[Records from a data collection]
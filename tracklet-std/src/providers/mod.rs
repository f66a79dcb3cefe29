//! Built-in providers.

pub mod callback;
pub mod console;
pub mod tag_manager;

pub use callback::{FnProvider, provider_fn};
pub use console::ConsoleProvider;
pub use tag_manager::{TagFunction, TagManagerProvider, display_name};
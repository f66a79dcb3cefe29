//! # Emitters
//!
//! The per-call-site entry point. An [`Emitter`] captures the client and
//! boundary of the scope it was taken from, merges attributes, and forwards
//! to [`AnalyticsClient::emit`].
//!
//! Two bindings exist:
//!
//! - **Hook** ([`Scope::emitter`]): reports the ambient boundary and merges
//!   boundary attributes, then hook attributes, then call attributes.
//! - **Boundary**: used only by [`BoundaryNode`](crate::BoundaryNode) for the
//!   emitter it hands to its children. An explicit boundary override replaces
//!   the ambient boundary wholesale, name and attributes alike.

use crate::{
    client::{AnalyticsClient, DeliveryReport, Emission},
    scope::{BoundaryContext, Scope},
};
use std::sync::Arc;
use tracklet_core::{Attributes, EventOptions};

#[derive(Debug, Clone)]
enum Binding {
    Hook(Attributes),
    Boundary,
}

/// Emits events on behalf of one call site.
#[derive(Debug, Clone)]
pub struct Emitter {
    client: Option<AnalyticsClient>,
    boundary: Option<Arc<BoundaryContext>>,
    binding: Binding,
}

impl Emitter {
    pub(crate) fn hook(scope: &Scope, hook_attributes: Attributes) -> Self {
        Self {
            client: scope.client().cloned(),
            boundary: scope.boundary_context(),
            binding: Binding::Hook(hook_attributes),
        }
    }

    /// Emitter for a boundary's own children. Not for general use.
    pub(crate) fn with_boundary_override(
        scope: &Scope,
        boundary_override: Option<Arc<BoundaryContext>>,
    ) -> Self {
        Self {
            client: scope.client().cloned(),
            boundary: boundary_override.or_else(|| scope.boundary_context()),
            binding: Binding::Boundary,
        }
    }

    /// The boundary events from this emitter are attributed to.
    pub fn boundary(&self) -> Option<&BoundaryContext> {
        self.boundary.as_deref()
    }

    /// Emit one event.
    ///
    /// Never fails. Without a client the emission settles immediately with an
    /// empty report.
    pub fn emit(
        &self,
        action: &str,
        name: Option<&str>,
        attributes: Option<Attributes>,
        options: EventOptions,
    ) -> Emission {
        let Some(client) = &self.client else {
            return Emission::ready(DeliveryReport::default());
        };

        let mut merged = self
            .boundary
            .as_ref()
            .map(|boundary| boundary.attributes.clone())
            .unwrap_or_default();
        match &self.binding {
            Binding::Hook(hook_attributes) => {
                merged.extend(hook_attributes.clone());
                merged.extend(attributes.unwrap_or_default());
            }
            Binding::Boundary => {
                merged.extend(attributes.unwrap_or_default());
            }
        }

        client.emit(
            action,
            name,
            self.boundary.as_ref().map(|boundary| boundary.name.as_str()),
            Some(merged),
            options,
        )
    }
}
//! Client configuration.

use serde::{Deserialize, Serialize};

/// Hostnames on which every emitted event is dumped at debug level.
pub const DEFAULT_LOGGING_HOSTNAMES: [&str; 2] = ["localhost", "127.0.0.1"];

/// Settings fixed at client construction.
///
/// Deserializable so hosts can embed it in their own configuration files;
/// every field has a default.
///
/// ```rust,ignore
/// let config: ClientConfig = serde_json::from_str(r#"{ "logging_hostnames": ["dev.local"] }"#)?;
/// ```
#[derive(Debug, Clone, PartialEq, Eq, Deserialize, Serialize)]
#[serde(default)]
pub struct ClientConfig {
    /// Hostnames where each event is also written to the `tracklet::event` log target.
    pub logging_hostnames: Vec<String>,
    /// Publish the client to the process-wide debug slot when it is built.
    pub publish_debug_handle: bool,
}

impl Default for ClientConfig {
    fn default() -> Self {
        Self {
            logging_hostnames: DEFAULT_LOGGING_HOSTNAMES.map(String::from).to_vec(),
            publish_debug_handle: false,
        }
    }
}

impl ClientConfig {
    /// Whether events emitted on `hostname` should be logged.
    pub fn logs_on(&self, hostname: &str) -> bool {
        self.logging_hostnames.iter().any(|h| h == hostname)
    }
}
//! Tag-manager provider - forwards events to an externally installed tag function.

use std::sync::Arc;
use tracklet_core::{BoxError, Event, Provider};

/// The host's tag function, e.g. a bridge to a web tag manager.
///
/// Any `Fn(&str, &Event)` closure is a tag function.
pub trait TagFunction: Send + Sync + 'static {
    /// Record one event under a display name.
    fn event(&self, name: &str, event: &Event);
}

impl<F> TagFunction for F
where
    F: Fn(&str, &Event) + Send + Sync + 'static,
{
    fn event(&self, name: &str, event: &Event) {
        self(name, event)
    }
}

type TagLookup = Box<dyn Fn() -> Option<Arc<dyn TagFunction>> + Send + Sync>;

/// A provider that hands events to a tag function when one is installed.
///
/// The tag function is looked up on every send, so a host may install it
/// after the client was built. When nothing is installed the provider logs a
/// warning and drops the event; it never fails.
pub struct TagManagerProvider {
    lookup: TagLookup,
}

impl TagManagerProvider {
    /// Identifier reported for this provider.
    pub const ID: &'static str = "google";

    /// Create a provider bound to a fixed tag function.
    pub fn new(tag: impl TagFunction) -> Self {
        let tag: Arc<dyn TagFunction> = Arc::new(tag);
        Self::with_lookup(move || Some(Arc::clone(&tag)))
    }

    /// Create a provider that resolves its tag function on each send.
    pub fn with_lookup<F>(lookup: F) -> Self
    where
        F: Fn() -> Option<Arc<dyn TagFunction>> + Send + Sync + 'static,
    {
        Self {
            lookup: Box::new(lookup),
        }
    }

    /// Create a provider with no tag function; every send is dropped.
    pub fn unavailable() -> Self {
        Self::with_lookup(|| None)
    }
}

impl Default for TagManagerProvider {
    fn default() -> Self {
        Self::unavailable()
    }
}

impl Provider for TagManagerProvider {
    fn id(&self) -> &str {
        Self::ID
    }

    async fn send(&self, event: &Event) -> Result<(), BoxError> {
        match (self.lookup)() {
            Some(tag) => tag.event(&display_name(event), event),
            None => tracing::warn!("tag manager is not available"),
        }
        Ok(())
    }
}

/// Space-joined `boundary name action`, skipping empty or absent parts.
pub fn display_name(event: &Event) -> String {
    [
        event.boundary.as_deref(),
        event.name.as_deref(),
        Some(event.action.as_str()),
    ]
    .into_iter()
    .flatten()
    .filter(|part| !part.is_empty())
    .collect::<Vec<_>>()
    .join(" ")
}
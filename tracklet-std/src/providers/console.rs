//! Console provider - dumps every event to a diagnostic writer.

use std::{
    io::Write,
    sync::{Mutex, PoisonError},
};
use tracklet_core::{BoxError, Event, Provider};

/// A provider that writes the full event as pretty JSON.
///
/// Writes go to stdout unless another writer is supplied. The provider never
/// fails: a write error is logged and swallowed.
///
/// # Example
///
/// ```rust,ignore
/// let client = AnalyticsClient::builder()
///     .provider(ConsoleProvider::new())
///     .build(environment);
/// ```
pub struct ConsoleProvider {
    out: Mutex<Box<dyn Write + Send>>,
}

impl ConsoleProvider {
    /// Identifier reported for this provider.
    pub const ID: &'static str = "console";

    /// Create a console provider writing to stdout.
    pub fn new() -> Self {
        Self::with_writer(std::io::stdout())
    }

    /// Create a console provider writing to `out`.
    pub fn with_writer(out: impl Write + Send + 'static) -> Self {
        Self {
            out: Mutex::new(Box::new(out)),
        }
    }

    fn write(&self, event: &Event) -> std::io::Result<()> {
        let rendered = serde_json::to_string_pretty(event)?;
        let mut out = self.out.lock().unwrap_or_else(PoisonError::into_inner);
        writeln!(out, "{rendered}")?;
        out.flush()
    }
}

impl Default for ConsoleProvider {
    fn default() -> Self {
        Self::new()
    }
}

impl Provider for ConsoleProvider {
    fn id(&self) -> &str {
        Self::ID
    }

    async fn send(&self, event: &Event) -> Result<(), BoxError> {
        if let Err(error) = self.write(event) {
            tracing::warn!(%error, "console provider could not write event");
        }
        Ok(())
    }
}
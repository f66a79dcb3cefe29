//! # tracklet - Scoped Analytics Events
//!
//! `tracklet` lets components of a UI tree emit named analytics events that
//! are tagged with a hierarchical boundary path and merged attributes, and
//! forwards them to pluggable providers.
//!
//! ## Quick Start
//!
//! ```rust,ignore
//! use tracklet::prelude::*;
//!
//! let client = AnalyticsClient::builder()
//!     .provider(ConsoleProvider::new())
//!     .build(StaticEnvironment::localhost());
//!
//! // The root of the tree supplies the client.
//! let root = Scope::root(Some(client));
//!
//! // Boundaries name regions of the tree.
//! let mut node = BoundaryNode::mount();
//! let rendered = node.render(
//!     &root,
//!     &Boundary::new("checkout").attribute("step", 2),
//!     Children::scoped(|scope| {
//!         // Leaf code takes an emitter from the scope it renders in.
//!         scope.emitter(None)
//!     }),
//! );
//!
//! // checkout / clicked pay {step: 2}
//! // Delivery is already under way; awaiting only yields the report.
//! let _ = rendered.output.emit("clicked", Some("pay"), None, EventOptions::default());
//! ```

#![deny(clippy::wildcard_imports)]
#![warn(missing_docs)]

mod boundary;
mod client;
mod config;
pub mod debug;
mod emitter;
mod environment;
mod scope;
mod spawn;

pub use boundary::{Boundary, BoundaryNode, Children, Rendered, VIEWED_ACTION};
pub use client::{
    AnalyticsClient, ClientBuilder, DeliveryFailure, DeliveryReport, Emission, create_client,
};
pub use config::{ClientConfig, DEFAULT_LOGGING_HOSTNAMES};
pub use emitter::Emitter;
pub use environment::{Environment, Headless, StaticEnvironment};
pub use scope::{BoundaryContext, Scope};
pub use spawn::Spawner;

pub use tracklet_core::{
    Attributes, BoxError, DeliveryError, DynProvider, EVENT_VERSION, Event, EventOptions,
    GlobalContext, Provider, ProviderError, Version, VersionError,
};

/// Built-in providers.
pub mod providers {
    pub use tracklet_std::providers::{
        ConsoleProvider, FnProvider, TagFunction, TagManagerProvider, display_name, provider_fn,
    };
}

/// Event flattening for flat key/value sinks.
pub mod flatten {
    pub use tracklet_std::flatten::{KeyTransform, Replacement, flatten_event};
}

/// Testing utilities.
pub mod testing {
    pub use tracklet_std::testing::{
        FailingProvider, PanickingProvider, RecordingProvider, RecordingTag, SharedWriter,
    };
}

/// Prelude module - common imports for Tracklet.
///
/// # Usage
///
/// ```rust,ignore
/// use tracklet::prelude::*;
/// ```
pub mod prelude {
    pub use crate::{
        AnalyticsClient, Attributes, Boundary, BoundaryNode, Children, ClientConfig, Emitter,
        Environment, Event, EventOptions, Provider, Scope, StaticEnvironment,
        providers::{ConsoleProvider, TagManagerProvider},
    };
}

TASK DIRECTIONS:
State how many lines in the entries hold "hands". Nothing should come before or after the number.

RESPONSE AREA:
2